Entre prazos, telas e listas intermináveis, o movimento representa uma pausa estratégica: um convite para desacelerar, viver com mais presença e saborear os pequenos prazeres. 

Não se trata de largar tudo e fugir para o campo, mas de encontrar um compasso gentil no ritmo diário, seja apreciando o café da manhã sem pressa ou priorizando momentos de silêncio. 

Muito além de uma tendência, o slow living é uma escolha consciente, capaz de transformar espaços, rotinas e até a forma como se enxerga o tempo. 

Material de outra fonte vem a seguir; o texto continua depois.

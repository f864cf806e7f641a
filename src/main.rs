//! Merge binned virial run files, recompute sampling weights and report
//! pooled averages (see `Cli` below for the run parameters).

use std::io::{self, Write};
use std::path::PathBuf;

use anyhow::{Context, Result};
use clap::Parser;
use indicatif::{ProgressBar, ProgressStyle};
use tracing::info;

use virial_bins::{dump_bins, Aggregator, AnalysisConfig, ResultReporter, WeightRecomputer};

#[derive(Parser, Debug)]
#[command(name = "bin_merge", version)]
#[command(about = "Merge binned virial runs, reweight bins and report averages")]
struct Cli {
    /// TOML file with the run configuration; flags below override it
    #[arg(short, long)]
    config: Option<PathBuf>,

    /// Number of points in the cluster
    #[arg(short = 'n', long)]
    points: Option<usize>,

    /// Run file base name
    #[arg(long)]
    run_name: Option<String>,

    /// Number of run files to merge
    #[arg(long)]
    runs: Option<usize>,

    /// Measurement time relative to generating and screening one configuration
    #[arg(long)]
    t_ratio: Option<f64>,

    /// Directory holding the run files
    #[arg(long)]
    dir: Option<PathBuf>,

    /// Print every bin after the report
    #[arg(long)]
    dump: bool,

    /// Skip covariance and correlation output
    #[arg(long)]
    no_covariance: bool,

    /// Merge run files one after another instead of on the thread pool
    #[arg(long)]
    sequential: bool,

    /// Truncate bin keys to this many components before reweighting
    #[arg(long)]
    rebin: Option<usize>,

    /// Number of components every bin key must have
    #[arg(long)]
    key_arity: Option<usize>,

    /// Log verbosity level (trace, debug, info, warn, error)
    #[arg(long, default_value = "info")]
    log_level: tracing::Level,
}

impl Cli {
    fn into_config(self) -> Result<AnalysisConfig> {
        let mut cfg = match &self.config {
            Some(path) => AnalysisConfig::load(path)
                .with_context(|| format!("reading config {}", path.display()))?,
            None => AnalysisConfig::default(),
        };
        if let Some(n) = self.points {
            cfg.n_points = n;
        }
        if let Some(name) = self.run_name {
            cfg.run_name = name;
        }
        if let Some(runs) = self.runs {
            cfg.n_runs = runs;
        }
        if self.t_ratio.is_some() {
            cfg.t_ratio = self.t_ratio;
        }
        if let Some(dir) = self.dir {
            cfg.directory = dir;
        }
        if self.rebin.is_some() {
            cfg.rebin = self.rebin;
        }
        if self.key_arity.is_some() {
            cfg.key_arity = self.key_arity;
        }
        cfg.dump_bins |= self.dump;
        cfg.covariance &= !self.no_covariance;
        cfg.parallel &= !self.sequential;
        Ok(cfg)
    }
}

fn main() -> Result<()> {
    let cli = Cli::parse();
    tracing_subscriber::fmt().with_max_level(cli.log_level).with_target(false).init();

    let cfg = cli.into_config()?;
    cfg.validate()?;
    let t_ratio = cfg.t_ratio()?;
    info!(?cfg, "starting analysis pass");

    // ------------------------------------------------------------
    let paths = cfg.run_paths();
    let bar = ProgressBar::new(paths.len() as u64);
    bar.set_style(
        ProgressStyle::with_template(" {bar:40.cyan/blue} {pos}/{len} files [{elapsed_precise}]")
            .context("progress bar template")?,
    );

    let aggregator = Aggregator::new(cfg.observables())
        .parallel(cfg.parallel)
        .key_arity(cfg.key_arity)
        .with_progress(bar.clone());
    let merged_path = cfg.merged_path();
    let mut store = aggregator
        .consolidate(&paths, &merged_path)
        .with_context(|| format!("merging {} run files", paths.len()))?;
    bar.finish_and_clear();

    if let Some(arity) = cfg.rebin {
        store = store.rebin(arity)?;
    }
    let total_steps = store.total_steps();

    // ------------------------------------------------------------
    let (weights, summary) = WeightRecomputer::new(t_ratio)?.recompute(&store, total_steps)?;
    let weights_path = cfg.weights_path();
    weights.save(&weights_path)?;
    info!(path = %weights_path.display(), bins = weights.len(), "wrote weights");

    println!("var0 frac: {:.6}", summary.var0_fraction());
    println!("var0 frac opt: {:.6}", summary.var0_fraction_new());
    println!("t0 frac: {:.6}", summary.t0_fraction);
    println!("new t0 frac: {:.6}", summary.t0_fraction_new);
    println!("measure frac: {:.6}", summary.measure_fraction);
    println!("optimal difficulty: {:.6e}", summary.difficulty.optimal);
    println!("actual difficulty: {:.6e}", summary.difficulty.actual);
    println!("measure-all difficulty: {:.6e}", summary.difficulty.all_measured);
    println!("measure-none difficulty: {:.6e}", summary.difficulty.none_measured);
    println!();

    // ------------------------------------------------------------
    let report = ResultReporter::new(t_ratio)?.aggregate(&store, total_steps, cfg.covariance)?;
    println!("{report}");
    let csv_path = cfg.report_csv_path();
    report.write_csv(&csv_path)?;
    info!(path = %csv_path.display(), "wrote report table");

    if cfg.dump_bins {
        let stdout = io::stdout();
        let mut out = stdout.lock();
        writeln!(out)?;
        dump_bins(&store, &mut out)?;
    }
    Ok(())
}
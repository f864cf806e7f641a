// report.rs - Pooled averages, error bars and correlations from merged bins

use std::fmt;
use std::io::{self, Write};
use std::path::Path;

use csv::WriterBuilder;
use nalgebra::DMatrix;
use tracing::debug;

use crate::error::{AnalysisError, Result};
use crate::run_store::RunStore;

/// Final estimate for one observable.
#[derive(Debug, Clone, Copy, PartialEq)]
pub struct ObservableEstimate {
    pub index: usize,
    /// Grand average over all bins, normalized by the total step count.
    pub average: f64,
    /// One-sigma error including the between-bin term.
    pub error: f64,
    /// Variance from the spread of per-bin averages (E0).
    pub between_bin_variance: f64,
    /// Within-bin sampling variance, per step.
    pub within_bin_error: f64,
    /// Share of the total variance due to the between-bin term.
    pub variance_fraction: f64,
}

/// Everything printed at the end of an analysis pass.
#[derive(Debug, Clone, PartialEq)]
pub struct Report {
    pub total_steps: u64,
    pub bins: usize,
    pub total_sampled: u64,
    pub total_unscreened: u64,
    pub t_ratio: f64,
    pub observables: Vec<ObservableEstimate>,
    /// Centered pooled covariance, per step. Present only when covariance
    /// was requested and tracked by every input.
    pub covariance: Option<DMatrix<f64>>,
    pub correlation: Option<DMatrix<f64>>,
}

impl Report {
    /// Share of the run time spent generating and screening rather than
    /// measuring.
    pub fn time_fraction(&self) -> f64 {
        let t = self.total_steps as f64;
        t / (t + self.total_sampled as f64 * self.t_ratio)
    }

    /// Fraction of generated configurations that passed screening.
    pub fn unscreened_fraction(&self) -> f64 {
        self.total_unscreened as f64 / self.total_steps as f64
    }

    /// Fraction of unscreened configurations that were measured.
    pub fn measured_fraction(&self) -> f64 {
        if self.total_unscreened == 0 {
            return 0.0;
        }
        self.total_sampled as f64 / self.total_unscreened as f64
    }

    /// Per-observable table as CSV.
    pub fn write_csv(&self, path: impl AsRef<Path>) -> Result<()> {
        let path = path.as_ref();
        let to_io = |e: csv::Error| AnalysisError::io(path, io::Error::from(e));
        let mut wtr = WriterBuilder::new().from_path(path).map_err(to_io)?;
        wtr.write_record([
            "index",
            "average",
            "error",
            "between_bin_variance",
            "within_bin_error",
            "variance_fraction",
        ])
        .map_err(to_io)?;
        for o in &self.observables {
            wtr.write_record(&[
                o.index.to_string(),
                o.average.to_string(),
                o.error.to_string(),
                o.between_bin_variance.to_string(),
                o.within_bin_error.to_string(),
                o.variance_fraction.to_string(),
            ])
            .map_err(to_io)?;
        }
        wtr.flush().map_err(|e| AnalysisError::io(path, e))
    }
}

impl fmt::Display for Report {
    fn fmt(&self, f: &mut fmt::Formatter<'_>) -> fmt::Result {
        writeln!(f, "{} sets", self.bins)?;
        writeln!(f)?;
        for o in &self.observables {
            writeln!(
                f,
                "{:2} average: {:21.14e}   error: {:11.5e}   # var frac: {:5.3}",
                o.index, o.average, o.error, o.variance_fraction
            )?;
        }
        if let Some(corr) = &self.correlation {
            writeln!(f)?;
            writeln!(f, "Correlations:")?;
            for j in 0..corr.nrows() {
                write!(f, "{j:2} ")?;
                for k in 0..corr.ncols() {
                    write!(f, " {:7.4}", corr[(j, k)])?;
                }
                writeln!(f)?;
            }
        }
        writeln!(f)?;
        writeln!(f, "total steps: {}", self.total_steps)?;
        writeln!(f, "number time fraction: {}", self.time_fraction())?;
        writeln!(f, "fraction not screened: {}", self.unscreened_fraction())?;
        write!(f, "fraction measured: {}", self.measured_fraction())
    }
}

/// Sums accumulated bin by bin, kept apart until the final combination.
struct PooledSums {
    e0a: Vec<f64>,
    e0a2: Vec<f64>,
    err_stdev: Vec<f64>,
    cov: Option<DMatrix<f64>>,
}

impl PooledSums {
    fn accumulate(store: &RunStore, covariance: bool) -> Self {
        let n = store.observables();
        let mut sums = PooledSums {
            e0a: vec![0.0; n],
            e0a2: vec![0.0; n],
            err_stdev: vec![0.0; n],
            cov: covariance.then(|| DMatrix::zeros(n, n)),
        };
        for (_, bin) in store.iter() {
            if !bin.is_measured() {
                continue;
            }
            let c = bin.unscreened_count() as f64;
            let sc = bin.sample_count() as f64;
            let avg = bin.avgs();
            for i in 0..n {
                let var = bin.vars()[i];
                sums.e0a[i] += c * avg[i];
                sums.e0a2[i] += c * avg[i] * avg[i];
                if var > 0.0 {
                    sums.err_stdev[i] += var / sc * c * c;
                }
            }
            if let Some(cov) = sums.cov.as_mut() {
                for i in 0..n {
                    for j in 0..n {
                        let cij = bin.cov(i, j).unwrap_or(0.0);
                        cov[(i, j)] += c * (cij + avg[i] * avg[j]);
                    }
                }
            }
        }
        sums
    }
}

/// Combines merged bins into the final [`Report`].
#[derive(Debug, Clone, Copy)]
pub struct ResultReporter {
    t_ratio: f64,
}

impl ResultReporter {
    /// `t_ratio` is the measurement cost relative to generating and
    /// screening one configuration; it only enters the time-fraction line.
    pub fn new(t_ratio: f64) -> Result<Self> {
        if !t_ratio.is_finite() || t_ratio <= 0.0 {
            return Err(AnalysisError::Config(format!(
                "tRatio must be a positive finite number, got {t_ratio}"
            )));
        }
        Ok(Self { t_ratio })
    }

    /// Pool every measured bin. Correlations are produced when `covariance`
    /// is set and the store carries covariance data.
    pub fn aggregate(&self, store: &RunStore, total_steps: u64, covariance: bool) -> Result<Report> {
        if total_steps == 0 {
            return Err(AnalysisError::Sampling("total step count is zero".into()));
        }
        let with_cov = covariance && store.tracks_covariance();
        if covariance && !with_cov {
            debug!("covariance requested but not tracked by the merged runs");
        }
        let steps = total_steps as f64;
        let sums = PooledSums::accumulate(store, with_cov);

        let mut observables = Vec::with_capacity(store.observables());
        let mut means = Vec::with_capacity(store.observables());
        for i in 0..store.observables() {
            let average = sums.e0a[i] / steps;
            let between = (sums.e0a2[i] / steps - average * average).max(0.0);
            let within = sums.err_stdev[i] / steps;
            let total = within + between;
            let error = (total / steps).sqrt();
            if !average.is_finite() || !error.is_finite() {
                return Err(AnalysisError::Sampling(format!(
                    "observable {i} pooled to a non-finite value"
                )));
            }
            let variance_fraction = if total == 0.0 { 0.0 } else { between / total };
            means.push(average);
            observables.push(ObservableEstimate {
                index: i,
                average,
                error,
                between_bin_variance: between,
                within_bin_error: within,
                variance_fraction,
            });
        }

        let (covariance, correlation) = match sums.cov {
            Some(mut cov) => {
                let n = cov.nrows();
                for j in 0..n {
                    for k in 0..n {
                        cov[(j, k)] -= means[j] * means[k] * steps;
                    }
                }
                let corr = correlation_matrix(&cov);
                (Some(cov / steps), Some(corr))
            }
            None => (None, None),
        };

        Ok(Report {
            total_steps,
            bins: store.len(),
            total_sampled: store.total_sampled(),
            total_unscreened: store.total_unscreened(),
            t_ratio: self.t_ratio,
            observables,
            covariance,
            correlation,
        })
    }
}

/// `cov[j][k] / sqrt(cov[j][j] cov[k][k])`, with an exactly-zero covariance
/// (or a degenerate denominator) mapped to 0.
pub fn correlation_matrix(cov: &DMatrix<f64>) -> DMatrix<f64> {
    let n = cov.nrows();
    DMatrix::from_fn(n, n, |j, k| {
        let c = cov[(j, k)];
        if c == 0.0 {
            return 0.0;
        }
        if j == k {
            return if c > 0.0 { 1.0 } else { 0.0 };
        }
        let d = (cov[(j, j)] * cov[(k, k)]).sqrt();
        if d > 0.0 && d.is_finite() {
            (c / d).clamp(-1.0, 1.0)
        } else {
            0.0
        }
    })
}

/// Detailed per-bin listing: key, counts and `avg ± sqrt(var/sc)` for every
/// observable.
pub fn dump_bins<W: Write>(store: &RunStore, out: &mut W) -> io::Result<()> {
    for (key, bin) in store.iter() {
        write!(out, "{key} {} {}", bin.unscreened_count(), bin.sample_count())?;
        if !bin.is_measured() {
            writeln!(out, " unmeasured")?;
            continue;
        }
        let sc = bin.sample_count() as f64;
        for (avg, var) in bin.avgs().iter().zip(bin.vars()) {
            write!(out, "  {avg:.6e} ± {:.3e}", (var / sc).sqrt())?;
        }
        writeln!(out)?;
    }
    Ok(())
}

Afinal, a pressa pode ser inimiga não só da perfeição, mas também do bem-estar. Saiba mais nas linhas a seguir! 

Leia também: 

Devagar se vive melhor: as origens e o manifesto do slow living 

Pessoa relaxa em poltrona em ambiente minimalista, com luz suave e decoração clean, transmitindo a essência do slow living
Silêncio, luz suave e presença plena: no slow living, cada segundo vale ouro (Projeto: Portobello

Carl Honoré, um dos principais entusiastas do conceito e autor do best-seller Devagar: como um movimento está desafiando o culto da velocidade, conta em suas obras que o slow living tem origem italiana e questiona a pressa que domina o mundo contemporâneo.  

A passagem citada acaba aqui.